Then exactly how are we converting this integral to a surface integral? and how do we still have [itex] f_{\alpha}(l) [/itex] etc, not say [itex] f_{\alpha}(i l) [/itex] or something like that. Finally where does this limit outside come from?
 
  • #3
anyone?
 

FAQ: How to do wick rotated surface int (srednicki ch75)

What is a wick rotated surface integral?

A wick rotated surface integral is an integral used in quantum field theory to calculate the expectation value of a product of operators, where the operators are ordered along a specific path on a surface. The wick rotation refers to a mathematical technique used to simplify the calculation by rotating the integration path into the complex plane.

How is the wick rotated surface integral calculated?

The wick rotated surface integral is calculated by first defining the surface on which the operators are ordered, then choosing a specific path along the surface for the integration. The integral is then evaluated using the wick rotation technique, which involves rotating the integration path into the complex plane and performing the integral using complex analysis techniques.

What is the physical significance of the wick rotated surface integral?

The wick rotated surface integral is used to calculate the expectation value of a product of operators in quantum field theory. This value represents the average measurement of the operators over a specific path on a surface, and can provide insight into the behavior of a quantum system.
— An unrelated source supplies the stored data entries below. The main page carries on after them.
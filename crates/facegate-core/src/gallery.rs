//! Enrollment registry.
//!
//! Holds every [`EnrolledFace`], active or revoked, in insertion order.
//! Writes go through a single lock so two enrollments can never interleave;
//! matching works on a cloned snapshot and never blocks writers for long.

use crate::types::{Embedding, EnrolledFace, DEFAULT_CONFIDENCE_MINIMUM};
use chrono::Utc;
use serde::{Deserialize, Serialize};
use std::path::{Path, PathBuf};
use std::io::Write;
use std::sync::{Mutex, RwLock, RwLockReadGuard, RwLockWriteGuard};
use thiserror::Error;

const SNAPSHOT_VERSION: u32 = 1;

#[derive(Error, Debug)]
pub enum GalleryError {
    #[error("embedding carries no face ({0})")]
    NoFace(String),
    #[error("confidence minimum {0} outside [0, 1]")]
    InvalidMinimum(f64),
    #[error("owner must not be empty")]
    EmptyOwner,
    #[error("snapshot version {0} not supported")]
    UnsupportedVersion(u32),
    #[error("io error: {0}")]
    Io(#[from] std::io::Error),
    #[error("snapshot encoding: {0}")]
    Json(#[from] serde_json::Error),
}

#[derive(Serialize, Deserialize)]
struct Snapshot {
    version: u32,
    records: Vec<EnrolledFace>,
}

#[derive(Debug, Default)]
pub struct Registry {
    records: RwLock<Vec<EnrolledFace>>,
    path: Option<PathBuf>,
    /// Held across snapshot, write and rename so saves land in order.
    save_lock: Mutex<()>,
}

impl Registry {
    /// Empty, memory-only registry.
    pub fn new() -> Self {
        Self::default()
    }

    /// Open the snapshot at `path`. A missing file yields an empty registry
    /// that will be written there on the first [`save`](Self::save).
    pub fn load(path: impl Into<PathBuf>) -> Result<Self, GalleryError> {
        let path = path.into();
        let records = match std::fs::read(&path) {
            Ok(bytes) => {
                let snapshot: Snapshot = serde_json::from_slice(&bytes)?;
                if snapshot.version != SNAPSHOT_VERSION {
                    return Err(GalleryError::UnsupportedVersion(snapshot.version));
                }
                snapshot.records
            }
            Err(e) if e.kind() == std::io::ErrorKind::NotFound => Vec::new(),
            Err(e) => return Err(e.into()),
        };
        tracing::info!(path = %path.display(), records = records.len(), "registry loaded");
        Ok(Self {
            records: RwLock::new(records),
            path: Some(path),
            save_lock: Mutex::new(()),
        })
    }

    pub fn path(&self) -> Option<&Path> {
        self.path.as_deref()
    }

    /// Persist to the load path. No-op for memory-only registries.
    ///
    /// Concurrent callers are serialized; the file on disk always reflects
    /// the registry state as of the last save to finish.
    pub fn save(&self) -> Result<(), GalleryError> {
        let Some(path) = &self.path else {
            return Ok(());
        };
        let _guard = self.save_lock.lock().unwrap_or_else(|e| e.into_inner());
        let snapshot = Snapshot {
            version: SNAPSHOT_VERSION,
            records: self.read().clone(),
        };
        let dir = match path.parent() {
            Some(d) if !d.as_os_str().is_empty() => d,
            _ => Path::new("."),
        };
        std::fs::create_dir_all(dir)?;
        let mut tmp = tempfile::NamedTempFile::new_in(dir)?;
        tmp.write_all(&serde_json::to_vec_pretty(&snapshot)?)?;
        tmp.as_file().sync_all()?;
        tmp.persist(path).map_err(|e| e.error)?;
        tracing::debug!(path = %path.display(), records = snapshot.records.len(), "registry saved");
        Ok(())
    }

    /// Add a new active enrollment for `owner`.
    pub fn enroll(
        &self,
        owner: &str,
        label: &str,
        embedding: Embedding,
        confidence_minimum: Option<f64>,
    ) -> Result<EnrolledFace, GalleryError> {
        if owner.trim().is_empty() {
            return Err(GalleryError::EmptyOwner);
        }
        if !embedding.has_face() {
            return Err(GalleryError::NoFace(embedding.method.to_string()));
        }
        let minimum = confidence_minimum.unwrap_or(DEFAULT_CONFIDENCE_MINIMUM);
        if !(0.0..=1.0).contains(&minimum) {
            return Err(GalleryError::InvalidMinimum(minimum));
        }

        let method = embedding.method;
        let face = EnrolledFace {
            id: uuid::Uuid::new_v4().to_string(),
            owner: owner.to_string(),
            label: label.to_string(),
            embedding: Some(embedding),
            active: true,
            confidence_minimum: minimum,
            created_at: Utc::now().to_rfc3339(),
        };
        self.write().push(face.clone());

        tracing::info!(
            id = %face.id,
            owner,
            label,
            %method,
            "enrolled"
        );
        Ok(face)
    }

    /// Deactivate an enrollment. Returns false when the id is unknown or
    /// already revoked.
    pub fn revoke(&self, id: &str) -> bool {
        let mut records = self.write();
        match records.iter_mut().find(|r| r.id == id && r.active) {
            Some(record) => {
                record.active = false;
                tracing::info!(id, owner = %record.owner, "enrollment revoked");
                true
            }
            None => false,
        }
    }

    /// Active enrollments in insertion order: the gallery for one request.
    pub fn snapshot(&self) -> Vec<EnrolledFace> {
        self.read().iter().filter(|r| r.active).cloned().collect()
    }

    /// Every enrollment of `owner`, revoked ones included.
    pub fn list(&self, owner: &str) -> Vec<EnrolledFace> {
        self.read().iter().filter(|r| r.owner == owner).cloned().collect()
    }

    pub fn records(&self) -> Vec<EnrolledFace> {
        self.read().clone()
    }

    pub fn active_count(&self) -> usize {
        self.read().iter().filter(|r| r.active).count()
    }

    fn read(&self) -> RwLockReadGuard<'_, Vec<EnrolledFace>> {
        self.records.read().unwrap_or_else(|e| e.into_inner())
    }

    fn write(&self) -> RwLockWriteGuard<'_, Vec<EnrolledFace>> {
        self.records.write().unwrap_or_else(|e| e.into_inner())
    }
}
Are there any limitations to using the wick rotated surface integral?

Yes, there are limitations to using the wick rotated surface integral. This technique is primarily used in quantum field theory and may not be applicable to other areas of physics. Additionally, the wick rotation can introduce inaccuracies in the calculation, so it is important to carefully consider the chosen path and any potential sources of error.

What are some practical applications of the wick rotated surface integral?

The wick rotated surface integral has practical applications in quantum field theory, particularly in calculating quantum corrections to physical processes. It is also used in theoretical models of quantum systems, such as in the study of condensed matter physics and black hole thermodynamics.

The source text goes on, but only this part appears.